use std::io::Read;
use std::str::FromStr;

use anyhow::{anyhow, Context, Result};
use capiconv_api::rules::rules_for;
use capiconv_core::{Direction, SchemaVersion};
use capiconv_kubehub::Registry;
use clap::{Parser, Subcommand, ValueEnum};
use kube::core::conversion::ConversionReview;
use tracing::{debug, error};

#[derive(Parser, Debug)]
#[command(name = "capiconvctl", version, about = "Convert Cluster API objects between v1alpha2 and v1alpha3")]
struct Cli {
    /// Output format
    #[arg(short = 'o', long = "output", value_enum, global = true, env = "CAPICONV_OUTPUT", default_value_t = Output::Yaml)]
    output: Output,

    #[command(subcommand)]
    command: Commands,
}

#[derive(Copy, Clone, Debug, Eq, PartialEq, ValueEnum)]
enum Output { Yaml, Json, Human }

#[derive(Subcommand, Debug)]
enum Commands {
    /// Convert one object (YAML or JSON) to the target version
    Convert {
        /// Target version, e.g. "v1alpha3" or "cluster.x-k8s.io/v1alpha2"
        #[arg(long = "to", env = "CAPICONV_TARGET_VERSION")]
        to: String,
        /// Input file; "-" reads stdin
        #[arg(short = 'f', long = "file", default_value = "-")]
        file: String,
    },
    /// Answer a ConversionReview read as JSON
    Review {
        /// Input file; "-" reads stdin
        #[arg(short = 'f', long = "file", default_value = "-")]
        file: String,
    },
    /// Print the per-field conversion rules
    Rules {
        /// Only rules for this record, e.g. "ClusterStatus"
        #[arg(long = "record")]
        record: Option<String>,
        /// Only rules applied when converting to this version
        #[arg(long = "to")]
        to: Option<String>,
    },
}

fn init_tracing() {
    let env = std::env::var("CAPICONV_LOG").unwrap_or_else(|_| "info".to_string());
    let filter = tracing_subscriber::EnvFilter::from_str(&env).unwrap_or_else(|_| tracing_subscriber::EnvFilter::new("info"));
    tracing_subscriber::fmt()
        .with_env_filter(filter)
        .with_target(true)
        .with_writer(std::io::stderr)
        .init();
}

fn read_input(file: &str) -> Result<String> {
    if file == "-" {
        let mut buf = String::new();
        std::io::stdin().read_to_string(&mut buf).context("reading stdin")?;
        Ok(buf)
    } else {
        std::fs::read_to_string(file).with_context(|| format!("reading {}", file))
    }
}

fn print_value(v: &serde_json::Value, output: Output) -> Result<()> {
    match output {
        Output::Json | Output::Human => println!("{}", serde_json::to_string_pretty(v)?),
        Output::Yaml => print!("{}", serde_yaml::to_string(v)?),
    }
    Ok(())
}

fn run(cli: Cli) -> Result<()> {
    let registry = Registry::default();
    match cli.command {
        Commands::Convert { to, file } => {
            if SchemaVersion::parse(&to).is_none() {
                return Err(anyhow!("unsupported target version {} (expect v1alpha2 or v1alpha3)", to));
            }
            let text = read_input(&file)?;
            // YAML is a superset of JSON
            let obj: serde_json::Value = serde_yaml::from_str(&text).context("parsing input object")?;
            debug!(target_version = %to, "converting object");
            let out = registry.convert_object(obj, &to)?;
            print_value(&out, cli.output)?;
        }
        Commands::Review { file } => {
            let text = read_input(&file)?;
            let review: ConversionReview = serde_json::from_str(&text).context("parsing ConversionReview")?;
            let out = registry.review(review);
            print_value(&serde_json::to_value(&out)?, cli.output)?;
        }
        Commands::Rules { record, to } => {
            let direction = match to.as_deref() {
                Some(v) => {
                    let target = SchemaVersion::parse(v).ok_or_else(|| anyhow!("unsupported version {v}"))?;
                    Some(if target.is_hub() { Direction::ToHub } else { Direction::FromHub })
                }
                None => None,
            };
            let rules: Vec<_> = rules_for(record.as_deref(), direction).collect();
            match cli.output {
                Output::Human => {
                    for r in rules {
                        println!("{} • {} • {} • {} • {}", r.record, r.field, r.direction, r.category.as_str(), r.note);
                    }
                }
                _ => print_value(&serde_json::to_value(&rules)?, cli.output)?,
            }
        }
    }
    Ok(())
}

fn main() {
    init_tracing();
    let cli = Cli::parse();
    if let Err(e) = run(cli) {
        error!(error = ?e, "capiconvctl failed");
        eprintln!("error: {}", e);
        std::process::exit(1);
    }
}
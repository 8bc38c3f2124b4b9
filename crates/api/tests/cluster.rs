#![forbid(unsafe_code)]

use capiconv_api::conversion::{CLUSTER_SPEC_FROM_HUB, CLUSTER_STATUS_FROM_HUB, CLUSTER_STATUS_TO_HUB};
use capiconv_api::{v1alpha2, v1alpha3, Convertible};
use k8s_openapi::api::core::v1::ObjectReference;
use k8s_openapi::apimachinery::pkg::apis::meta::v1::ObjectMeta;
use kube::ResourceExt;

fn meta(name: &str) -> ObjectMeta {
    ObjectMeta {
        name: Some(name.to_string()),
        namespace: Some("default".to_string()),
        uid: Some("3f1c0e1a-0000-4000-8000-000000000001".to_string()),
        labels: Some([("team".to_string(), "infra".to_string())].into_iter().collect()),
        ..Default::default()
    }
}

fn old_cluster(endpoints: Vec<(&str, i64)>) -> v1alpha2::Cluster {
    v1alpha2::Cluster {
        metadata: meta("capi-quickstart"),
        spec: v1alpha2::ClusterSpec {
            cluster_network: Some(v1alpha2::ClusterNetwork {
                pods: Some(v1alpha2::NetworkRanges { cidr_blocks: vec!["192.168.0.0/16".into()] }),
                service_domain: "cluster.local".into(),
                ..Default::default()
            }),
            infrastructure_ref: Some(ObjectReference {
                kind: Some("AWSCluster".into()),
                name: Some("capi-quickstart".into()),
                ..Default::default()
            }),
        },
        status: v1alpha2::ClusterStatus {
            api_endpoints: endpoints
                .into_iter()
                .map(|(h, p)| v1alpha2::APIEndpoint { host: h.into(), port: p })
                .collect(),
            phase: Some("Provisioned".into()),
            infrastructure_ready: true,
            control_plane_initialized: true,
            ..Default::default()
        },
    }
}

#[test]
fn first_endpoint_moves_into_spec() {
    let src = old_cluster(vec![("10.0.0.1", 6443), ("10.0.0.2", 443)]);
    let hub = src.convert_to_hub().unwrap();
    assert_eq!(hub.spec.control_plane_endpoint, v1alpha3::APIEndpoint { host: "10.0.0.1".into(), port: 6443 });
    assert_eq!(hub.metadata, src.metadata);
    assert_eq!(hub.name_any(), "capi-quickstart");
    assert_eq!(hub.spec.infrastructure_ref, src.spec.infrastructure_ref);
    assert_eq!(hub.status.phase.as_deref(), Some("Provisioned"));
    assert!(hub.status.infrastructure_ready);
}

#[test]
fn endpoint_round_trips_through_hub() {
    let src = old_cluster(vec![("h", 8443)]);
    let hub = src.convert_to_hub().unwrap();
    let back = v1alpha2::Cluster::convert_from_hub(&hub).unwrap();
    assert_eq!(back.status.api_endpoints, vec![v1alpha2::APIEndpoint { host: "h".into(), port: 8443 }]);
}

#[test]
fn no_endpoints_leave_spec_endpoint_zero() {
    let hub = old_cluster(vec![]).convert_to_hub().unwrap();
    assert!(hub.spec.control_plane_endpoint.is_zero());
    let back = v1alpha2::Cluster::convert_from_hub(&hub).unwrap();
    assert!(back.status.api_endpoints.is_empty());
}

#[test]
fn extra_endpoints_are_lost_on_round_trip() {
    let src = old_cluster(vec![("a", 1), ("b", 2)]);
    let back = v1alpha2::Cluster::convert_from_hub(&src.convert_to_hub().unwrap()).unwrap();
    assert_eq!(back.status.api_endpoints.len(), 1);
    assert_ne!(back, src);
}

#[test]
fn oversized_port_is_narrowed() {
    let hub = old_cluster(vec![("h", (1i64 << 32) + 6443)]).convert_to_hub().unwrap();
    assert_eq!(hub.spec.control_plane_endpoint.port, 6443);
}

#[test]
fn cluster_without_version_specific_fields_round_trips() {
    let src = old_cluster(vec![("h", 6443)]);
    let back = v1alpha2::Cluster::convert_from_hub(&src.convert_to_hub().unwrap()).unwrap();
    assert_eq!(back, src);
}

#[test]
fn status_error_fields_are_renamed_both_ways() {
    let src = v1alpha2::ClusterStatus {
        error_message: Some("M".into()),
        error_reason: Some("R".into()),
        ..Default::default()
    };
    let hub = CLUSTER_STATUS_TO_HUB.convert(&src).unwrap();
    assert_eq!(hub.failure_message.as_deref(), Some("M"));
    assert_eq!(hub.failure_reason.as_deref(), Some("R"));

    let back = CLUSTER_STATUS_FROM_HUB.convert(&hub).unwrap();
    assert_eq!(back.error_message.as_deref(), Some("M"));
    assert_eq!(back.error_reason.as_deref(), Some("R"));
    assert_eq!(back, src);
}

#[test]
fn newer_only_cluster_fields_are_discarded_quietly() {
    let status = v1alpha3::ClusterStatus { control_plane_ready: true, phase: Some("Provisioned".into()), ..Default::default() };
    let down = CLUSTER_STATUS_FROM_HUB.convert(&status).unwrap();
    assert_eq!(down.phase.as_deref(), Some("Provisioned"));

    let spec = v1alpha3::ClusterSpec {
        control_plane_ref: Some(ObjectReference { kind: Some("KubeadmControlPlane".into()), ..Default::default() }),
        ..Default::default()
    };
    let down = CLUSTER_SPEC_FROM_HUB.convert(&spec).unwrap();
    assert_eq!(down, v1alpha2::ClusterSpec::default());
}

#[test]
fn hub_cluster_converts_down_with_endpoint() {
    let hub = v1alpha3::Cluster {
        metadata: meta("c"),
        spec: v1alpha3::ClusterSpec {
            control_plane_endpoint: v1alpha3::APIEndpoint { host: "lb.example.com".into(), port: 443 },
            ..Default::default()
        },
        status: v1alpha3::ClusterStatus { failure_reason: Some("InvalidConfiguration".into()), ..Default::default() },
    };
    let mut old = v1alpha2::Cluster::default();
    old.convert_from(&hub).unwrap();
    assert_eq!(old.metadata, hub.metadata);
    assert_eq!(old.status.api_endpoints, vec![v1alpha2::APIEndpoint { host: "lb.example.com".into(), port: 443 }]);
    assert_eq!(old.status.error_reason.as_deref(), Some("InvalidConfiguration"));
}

-=-=-

From the entries above, extract each line containing "reading".

        std::io::stdin().read_to_string(&mut buf).context("reading stdin")?;
        std::fs::read_to_string(file).with_context(|| format!("reading {}", file))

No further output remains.